Lux Capital made a few hires and promotions: Brandon Reeves is now a partner, Alex Nguyen is now a Principal, and Scott Rubin is now the firm's first CMO.

Sydney Thomas is now a Principal at Precursor Ventures. She's been at the firm since 2016.

In Other News

  • Huawei sanctions might not be as bad as expected: The Financial Times reports that the U.S. government is allowing chip companies to supply Huawei if their tech isn't used for 5G; Nikkei reports that Sony and Omnivision have been granted licenses for some image sensors.
  • On Protocol: Facebook's botched ad ban is still a mess, and Democrats are still waiting for it to be fixed.
  • Facebook employees will get Thanksgiving week off, CNBC reports. Zuckerberg told them that it was a reward for their hard work this year.
  • On Protocol: Discord accidentally invented the future of the internet.
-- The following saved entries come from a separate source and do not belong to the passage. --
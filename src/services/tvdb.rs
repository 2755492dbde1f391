// TVDB episode catalog adapter
// API Documentation: https://thetvdb.github.io/v4-api/
//
// Resolves a series id to its complete, season-partitioned episode list.
// The underlying endpoint paginates; every page is fetched and assembled
// before anything is cached, so a partial list can never be served.
// Authentication is a bearer token obtained once and refreshed exactly
// once if a call comes back 401 mid-scan.

use chrono::NaiveDate;
use reqwest::Client;
use serde::{Deserialize, Serialize};
use std::collections::BTreeMap;
use std::time::Duration;
use tokio::sync::RwLock;

use crate::cache::{Cache, EPISODES_TTL_HOURS};
use crate::models::{EpisodeRecord, SeriesEpisodeList};
use crate::retry::RetryPolicy;
use crate::services::{status_error, CatalogError};

const TVDB_API_BASE: &str = "https://api4.thetvdb.com/v4";
const REQUEST_TIMEOUT: Duration = Duration::from_secs(30);

/// TVDB v4 API client
pub struct TvdbClient {
    client: Client,
    api_key: String,
    pin: Option<String>,
    token: RwLock<Option<String>>,
    cache: Cache,
    retry: RetryPolicy,
}

// === API request/response types ===

#[derive(Debug, Serialize)]
struct LoginRequest<'a> {
    apikey: &'a str,
    #[serde(skip_serializing_if = "Option::is_none")]
    pin: Option<&'a str>,
}

#[derive(Debug, Deserialize)]
struct LoginResponse {
    data: LoginData,
}

#[derive(Debug, Deserialize)]
struct LoginData {
    token: String,
}

#[derive(Debug, Deserialize)]
struct EpisodesResponse {
    data: EpisodesData,
    #[serde(default)]
    links: Links,
}

#[derive(Debug, Deserialize)]
struct EpisodesData {
    #[serde(default)]
    series: Option<SeriesInfo>,
    #[serde(default)]
    episodes: Vec<EpisodeEntry>,
}

#[derive(Debug, Deserialize)]
struct SeriesInfo {
    name: Option<String>,
}

#[derive(Debug, Deserialize)]
struct EpisodeEntry {
    id: i64,
    #[serde(rename = "seasonNumber")]
    season_number: Option<u32>,
    number: Option<u32>,
    name: Option<String>,
    aired: Option<String>,
}

#[derive(Debug, Default, Deserialize)]
struct Links {
    #[serde(default)]
    next: Option<String>,
}

impl TvdbClient {
    pub fn new(
        api_key: String,
        pin: Option<String>,
        cache: Cache,
        retry: RetryPolicy,
    ) -> Result<Self, CatalogError> {
        let client = Client::builder()
            .timeout(REQUEST_TIMEOUT)
            .build()
            .map_err(CatalogError::Http)?;
        Ok(Self {
            client,
            api_key,
            pin,
            token: RwLock::new(None),
            cache,
            retry,
        })
    }

    /// Verify the credentials before any scan work begins.
    pub async fn verify(&self) -> Result<(), CatalogError> {
        self.login().await?;
        Ok(())
    }

    /// The complete canonical episode list for a series, partitioned by
    /// season. Cache-first with the episode-list TTL.
    pub async fn series_episodes(&self, series_id: i64) -> Result<SeriesEpisodeList, CatalogError> {
        fetch_series_episodes(&self.cache, series_id, |page| {
            let url = format!(
                "{}/series/{}/episodes/default?page={}",
                TVDB_API_BASE, series_id, page
            );
            async move { self.get_with_retry::<EpisodesResponse>(&url).await }
        })
        .await
    }

    /// Authenticate and store the bearer token for subsequent calls.
    async fn login(&self) -> Result<String, CatalogError> {
        let body = LoginRequest {
            apikey: &self.api_key,
            pin: self.pin.as_deref(),
        };
        let response = self
            .client
            .post(format!("{}/login", TVDB_API_BASE))
            .json(&body)
            .send()
            .await?;

        if !response.status().is_success() {
            return Err(status_error(&response));
        }

        let login: LoginResponse = response.json().await.map_err(CatalogError::from)?;
        *self.token.write().await = Some(login.data.token.clone());
        tracing::debug!("Authenticated with TVDB");
        Ok(login.data.token)
    }

    async fn current_token(&self) -> Result<String, CatalogError> {
        if let Some(token) = self.token.read().await.clone() {
            return Ok(token);
        }
        self.login().await
    }

    async fn get_with_retry<T: serde::de::DeserializeOwned>(
        &self,
        url: &str,
    ) -> Result<T, CatalogError> {
        let mut attempt = 0;
        loop {
            match self.get_once(url).await {
                Ok(value) => return Ok(value),
                Err(e) if e.is_retryable() && self.retry.should_retry(attempt) => {
                    let delay = self.retry.delay(attempt, e.retry_after());
                    tracing::debug!(
                        "TVDB request failed ({}), retrying in {:?} (attempt {})",
                        e,
                        delay,
                        attempt + 1
                    );
                    tokio::time::sleep(delay).await;
                    attempt += 1;
                }
                Err(e) => return Err(e),
            }
        }
    }

    /// One authenticated GET. A 401 means the token expired or was
    /// revoked mid-scan: re-authenticate once and retry the call exactly
    /// once before surfacing the error.
    async fn get_once<T: serde::de::DeserializeOwned>(&self, url: &str) -> Result<T, CatalogError> {
        let token = self.current_token().await?;
        match self.get_with_token(url, &token).await {
            Err(CatalogError::Unauthorized) => {
                tracing::info!("TVDB token rejected, re-authenticating");
                let token = self.login().await?;
                self.get_with_token(url, &token).await
            }
            other => other,
        }
    }

    async fn get_with_token<T: serde::de::DeserializeOwned>(
        &self,
        url: &str,
        token: &str,
    ) -> Result<T, CatalogError> {
        let response = self.client.get(url).bearer_auth(token).send().await?;
        if !response.status().is_success() {
            return Err(status_error(&response));
        }
        response.json().await.map_err(CatalogError::from)
    }
}

/// Cache-first episode-list fetch. Pages are pulled through `fetch_page`
/// until `links.next` runs out and assembled into one season-partitioned
/// list; only that complete list is cached, so a failed page mid-way
/// through caches nothing.
async fn fetch_series_episodes<F, Fut>(
    cache: &Cache,
    series_id: i64,
    mut fetch_page: F,
) -> Result<SeriesEpisodeList, CatalogError>
where
    F: FnMut(u32) -> Fut,
    Fut: std::future::Future<Output = Result<EpisodesResponse, CatalogError>>,
{
    let key = series_id.to_string();
    if let Some(cached) = cache.get::<SeriesEpisodeList>("tvdb", "episodes", &key) {
        tracing::trace!("Cache hit for series {}", series_id);
        return Ok(cached);
    }

    let mut seasons: BTreeMap<u32, Vec<EpisodeRecord>> = BTreeMap::new();
    let mut name = None;
    let mut page: u32 = 0;

    loop {
        let response = fetch_page(page).await?;

        if name.is_none() {
            name = response.data.series.and_then(|s| s.name);
        }

        for entry in response.data.episodes {
            let (Some(season), Some(episode)) = (entry.season_number, entry.number) else {
                tracing::debug!("Episode {} missing season/number, skipped", entry.id);
                continue;
            };
            seasons.entry(season).or_default().push(EpisodeRecord {
                tvdb_id: entry.id,
                season,
                episode,
                title: entry.name,
                aired: entry
                    .aired
                    .as_deref()
                    .filter(|d| !d.is_empty())
                    .and_then(|d| NaiveDate::parse_from_str(d, "%Y-%m-%d").ok()),
            });
        }

        if response.links.next.is_none() {
            break;
        }
        page += 1;
    }

    for episodes in seasons.values_mut() {
        episodes.sort_by_key(|e| e.episode);
    }

    let list = SeriesEpisodeList {
        tvdb_id: series_id,
        name,
        seasons,
    };

    if let Err(e) = cache.set(
        "tvdb",
        "episodes",
        &key,
        &list,
        EPISODES_TTL_HOURS,
        list.name.as_deref().unwrap_or("episode list"),
    ) {
        tracing::warn!("Failed to cache series {}: {}", series_id, e);
    }

    Ok(list)
}
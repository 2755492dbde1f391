// Configuration: XDG-compliant paths plus a TOML config file with
// environment variable overrides.

use serde::Deserialize;
use std::path::{Path, PathBuf};

const APP_NAME: &str = "gapscan";
const CONFIG_FILENAME: &str = "config.toml";

/// TOML configuration file structure
#[derive(Debug, Clone, Default, Deserialize)]
#[serde(default)]
pub struct ConfigFile {
    /// Plex server connection
    pub plex: PlexConfig,

    /// TMDB credentials (movie scans)
    pub tmdb: TmdbConfig,

    /// TVDB credentials (episode scans)
    pub tvdb: TvdbConfig,

    /// Directory paths (overrides XDG defaults)
    pub paths: PathsConfig,

    /// Scan behavior defaults
    pub options: OptionsConfig,

    /// Names to skip during scans
    pub exclusions: ExclusionsConfig,
}

#[derive(Debug, Clone, Deserialize)]
#[serde(default)]
pub struct PlexConfig {
    /// Plex server base URL (default: http://localhost:32400)
    pub url: String,

    /// X-Plex-Token value
    pub token: Option<String>,
}

impl Default for PlexConfig {
    fn default() -> Self {
        Self {
            url: "http://localhost:32400".to_string(),
            token: None,
        }
    }
}

#[derive(Debug, Clone, Default, Deserialize)]
#[serde(default)]
pub struct TmdbConfig {
    pub api_key: Option<String>,
}

#[derive(Debug, Clone, Default, Deserialize)]
#[serde(default)]
pub struct TvdbConfig {
    pub api_key: Option<String>,

    /// Subscriber PIN, only needed for user-supported keys
    pub pin: Option<String>,
}

#[derive(Debug, Clone, Default, Deserialize)]
#[serde(default)]
pub struct PathsConfig {
    /// Override cache directory
    pub cache_dir: Option<PathBuf>,

    /// Override config directory
    pub config_dir: Option<PathBuf>,
}

#[derive(Debug, Clone, Deserialize)]
#[serde(default)]
pub struct OptionsConfig {
    /// Report unreleased/unaired items as missing (default: false)
    pub include_future: bool,

    /// Diff season 0 specials too (default: false)
    pub include_specials: bool,

    /// Suppress episodes that aired within this many hours (default: 48)
    pub recent_threshold_hours: i64,

    /// Smallest collection worth reporting (default: 2)
    pub min_collection_size: usize,

    /// Minimum owned members before a collection is reported (default: 1)
    pub min_owned: usize,

    /// Report shows with zero owned episodes (default: true)
    pub report_empty_series: bool,

    /// Concurrent catalog lookups per scan (default: 4)
    pub concurrency: usize,
}

impl Default for OptionsConfig {
    fn default() -> Self {
        Self {
            include_future: false,
            include_specials: false,
            recent_threshold_hours: 48,
            min_collection_size: 2,
            min_owned: 1,
            report_empty_series: true,
            concurrency: crate::gaps::DEFAULT_CONCURRENCY,
        }
    }
}

#[derive(Debug, Clone, Default, Deserialize)]
#[serde(default)]
pub struct ExclusionsConfig {
    /// Show titles skipped by episode scans (case-insensitive)
    pub shows: Vec<String>,

    /// Collection names skipped by movie scans (case-insensitive)
    pub collections: Vec<String>,
}

/// Application paths following the XDG Base Directory Specification,
/// with platform fallbacks via the dirs crate.
#[derive(Debug, Clone)]
pub struct AppPaths {
    /// $XDG_CONFIG_HOME/gapscan or platform equivalent
    pub config_dir: PathBuf,

    /// $XDG_CACHE_HOME/gapscan or platform equivalent
    pub cache_dir: PathBuf,
}

impl AppPaths {
    /// Resolve paths. Priority: env var, config file override, XDG dir,
    /// current directory.
    pub fn new(overrides: &PathsConfig) -> Self {
        Self {
            config_dir: Self::resolve(
                "GAPSCAN_CONFIG_DIR",
                &overrides.config_dir,
                dirs::config_dir(),
            ),
            cache_dir: Self::resolve(
                "GAPSCAN_CACHE_DIR",
                &overrides.cache_dir,
                dirs::cache_dir(),
            ),
        }
    }

    fn resolve(env_var: &str, config_override: &Option<PathBuf>, xdg: Option<PathBuf>) -> PathBuf {
        if let Ok(path) = std::env::var(env_var) {
            return PathBuf::from(path);
        }
        if let Some(path) = config_override {
            return path.clone();
        }
        if let Some(dir) = xdg {
            return dir.join(APP_NAME);
        }
        std::env::current_dir()
            .unwrap_or_else(|_| PathBuf::from("."))
            .join(format!(".{}", APP_NAME))
    }

    pub fn config_file_path(&self) -> PathBuf {
        self.config_dir.join(CONFIG_FILENAME)
    }

    pub fn log_paths(&self) {
        tracing::debug!("Configuration directory: {}", self.config_dir.display());
        tracing::debug!("Cache directory: {}", self.cache_dir.display());
    }
}

impl Default for AppPaths {
    fn default() -> Self {
        Self::new(&PathsConfig::default())
    }
}

/// Merged configuration: TOML file plus environment overrides.
#[derive(Debug, Clone)]
pub struct AppConfig {
    pub paths: AppPaths,
    pub plex_url: String,
    pub plex_token: Option<String>,
    pub tmdb_api_key: Option<String>,
    pub tvdb_api_key: Option<String>,
    pub tvdb_pin: Option<String>,
    pub options: OptionsConfig,
    pub exclusions: ExclusionsConfig,
}

impl AppConfig {
    /// Load configuration.
    ///
    /// Priority (highest to lowest):
    /// 1. Environment variables
    /// 2. TOML config file
    /// 3. Default values
    pub fn load() -> Self {
        let config_dir = Self::find_config_dir();
        let config_file = Self::load_config_file(&config_dir);
        Self::build(config_file)
    }

    fn find_config_dir() -> PathBuf {
        if let Ok(path) = std::env::var("GAPSCAN_CONFIG_DIR") {
            return PathBuf::from(path);
        }
        if let Some(dir) = dirs::config_dir() {
            return dir.join(APP_NAME);
        }
        std::env::current_dir().unwrap_or_else(|_| PathBuf::from("."))
    }

    fn load_config_file(config_dir: &Path) -> ConfigFile {
        let config_path = config_dir.join(CONFIG_FILENAME);

        if !config_path.exists() {
            tracing::debug!(
                "No config file found at {}, using defaults",
                config_path.display()
            );
            return ConfigFile::default();
        }

        match std::fs::read_to_string(&config_path) {
            Ok(contents) => match toml::from_str(&contents) {
                Ok(config) => {
                    tracing::debug!("Loaded configuration from {}", config_path.display());
                    config
                }
                Err(e) => {
                    tracing::warn!(
                        "Failed to parse config file {}: {}. Using defaults.",
                        config_path.display(),
                        e
                    );
                    ConfigFile::default()
                }
            },
            Err(e) => {
                tracing::warn!(
                    "Failed to read config file {}: {}. Using defaults.",
                    config_path.display(),
                    e
                );
                ConfigFile::default()
            }
        }
    }

    fn build(config_file: ConfigFile) -> Self {
        let paths = AppPaths::new(&config_file.paths);

        let plex_url = std::env::var("PLEX_URL")
            .ok()
            .unwrap_or_else(|| config_file.plex.url.clone());
        let plex_token = std::env::var("PLEX_TOKEN").ok().or(config_file.plex.token);
        let tmdb_api_key = std::env::var("TMDB_API_KEY")
            .ok()
            .or(config_file.tmdb.api_key);
        let tvdb_api_key = std::env::var("TVDB_API_KEY")
            .ok()
            .or(config_file.tvdb.api_key);
        let tvdb_pin = std::env::var("TVDB_PIN").ok().or(config_file.tvdb.pin);

        Self {
            paths,
            plex_url,
            plex_token,
            tmdb_api_key,
            tvdb_api_key,
            tvdb_pin,
            options: config_file.options,
            exclusions: config_file.exclusions,
        }
    }

    /// Default config file contents, written by `config init`.
    pub fn template() -> &'static str {
        r#"# gapscan configuration

[plex]
url = "http://localhost:32400"
# token = "your-plex-token"

[tmdb]
# api_key = "your-tmdb-api-key"

[tvdb]
# api_key = "your-tvdb-api-key"
# pin = "your-subscriber-pin"

[options]
include_future = false
include_specials = false
recent_threshold_hours = 48
min_collection_size = 2
min_owned = 1
report_empty_series = true
concurrency = 4

[exclusions]
shows = []
collections = []
"#
    }
}
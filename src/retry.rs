// Bounded exponential backoff, shared by both catalog adapters.
//
// Rate limits and timeouts are retried with increasing delay; anything
// the caller classifies as non-retryable fails immediately. Exhausting
// the attempt budget surfaces the last error so the caller can skip the
// single item and keep scanning.

use std::time::Duration;

#[derive(Debug, Clone)]
pub struct RetryPolicy {
    pub max_attempts: u32,
    pub base_delay: Duration,
    pub max_delay: Duration,
}

impl Default for RetryPolicy {
    fn default() -> Self {
        Self {
            max_attempts: 3,
            base_delay: Duration::from_secs(1),
            max_delay: Duration::from_secs(60),
        }
    }
}

impl RetryPolicy {
    /// Delay before retrying after a failed attempt (0-based). When the
    /// server supplied a Retry-After hint, wait at least that long.
    pub fn delay(&self, attempt: u32, retry_after: Option<Duration>) -> Duration {
        let exp = self
            .base_delay
            .saturating_mul(2u32.saturating_pow(attempt))
            .min(self.max_delay);
        match retry_after {
            Some(hint) => exp.max(hint).min(self.max_delay),
            None => exp,
        }
    }

    /// True when another attempt is allowed after `attempt` failures.
    pub fn should_retry(&self, attempt: u32) -> bool {
        attempt + 1 < self.max_attempts
    }
}
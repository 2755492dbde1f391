// Gap detection for movie collections and TV episodes

pub mod episodes;
pub mod movies;

use async_trait::async_trait;

use crate::models::{CollectionRecord, CollectionRef, SeriesEpisodeList};
use crate::services::tmdb::TmdbClient;
use crate::services::tvdb::TvdbClient;
use crate::services::CatalogError;

/// Seam between the movie gap engine and TMDB, so the engine can be
/// exercised against an in-memory catalog in tests.
#[async_trait]
pub trait MovieCatalog: Send + Sync {
    async fn movie_collection(&self, movie_id: i64) -> Result<Option<CollectionRef>, CatalogError>;
    async fn collection(&self, collection_id: i64) -> Result<CollectionRecord, CatalogError>;
}

/// Seam between the episode gap engine and TVDB.
#[async_trait]
pub trait EpisodeCatalog: Send + Sync {
    async fn series_episodes(&self, series_id: i64) -> Result<SeriesEpisodeList, CatalogError>;
}

#[async_trait]
impl MovieCatalog for TmdbClient {
    async fn movie_collection(&self, movie_id: i64) -> Result<Option<CollectionRef>, CatalogError> {
        TmdbClient::movie_collection(self, movie_id).await
    }

    async fn collection(&self, collection_id: i64) -> Result<CollectionRecord, CatalogError> {
        TmdbClient::collection(self, collection_id).await
    }
}

#[async_trait]
impl EpisodeCatalog for TvdbClient {
    async fn series_episodes(&self, series_id: i64) -> Result<SeriesEpisodeList, CatalogError> {
        TvdbClient::series_episodes(self, series_id).await
    }
}

/// Progress callback: (stage, current, total).
pub type ProgressFn = dyn Fn(&str, u64, u64) + Send + Sync;

/// How many catalog lookups run concurrently within one phase. Results
/// are re-sorted before grouping, so this never affects report order.
pub const DEFAULT_CONCURRENCY: usize = 4;

/// Case-insensitive name match against a configured exclusion list.
pub(crate) fn is_excluded(name: &str, exclusions: &[String]) -> bool {
    exclusions.iter().any(|e| e.eq_ignore_ascii_case(name))
}

#[cfg(test)]
mod tests {
    use super::*;

    #[test]
    fn test_exclusion_match_is_case_insensitive() {
        let exclusions = vec!["Daily Talk Show".to_string()];
        assert!(is_excluded("daily talk show", &exclusions));
        assert!(is_excluded("Daily Talk Show", &exclusions));
        assert!(!is_excluded("Other Show", &exclusions));
    }
}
So why does no one want to buy it?
  • The White House wanted Elon Musk to appear in an ad campaign designed to "defeat despair and inspire hope" amid the pandemic. In fact, Musk was one of more than 250 celebrities approached about the gig.
  • Retail demand for Ant Group shares was $2.8 trillion in Shanghai, about equivalent to the U.K.'s GDP. So the company increased the amount of shares for sale in its IPO: It could now raise almost $40 billion.
  • Sony is in talks to buy Crunchyroll, Nikkei reports. The deal could reportedly value the anime streaming platform at almost $1 billion.

One More Thing

Move over, iPhone

Because I'm buying the Yahoo Mobile ZTE Blade A3Y, which is the real name of a smartphone that Yahoo just launched for $49.99. Yahoo's first-ever phone preinstalls a bunch of Yahoo apps, just like every user wants, and is a Verizon exclusive. And it's purple! Sign me up.

A MESSAGE FROM ROKU

OneView

Introducing the OneView Ad Platform. From Roku.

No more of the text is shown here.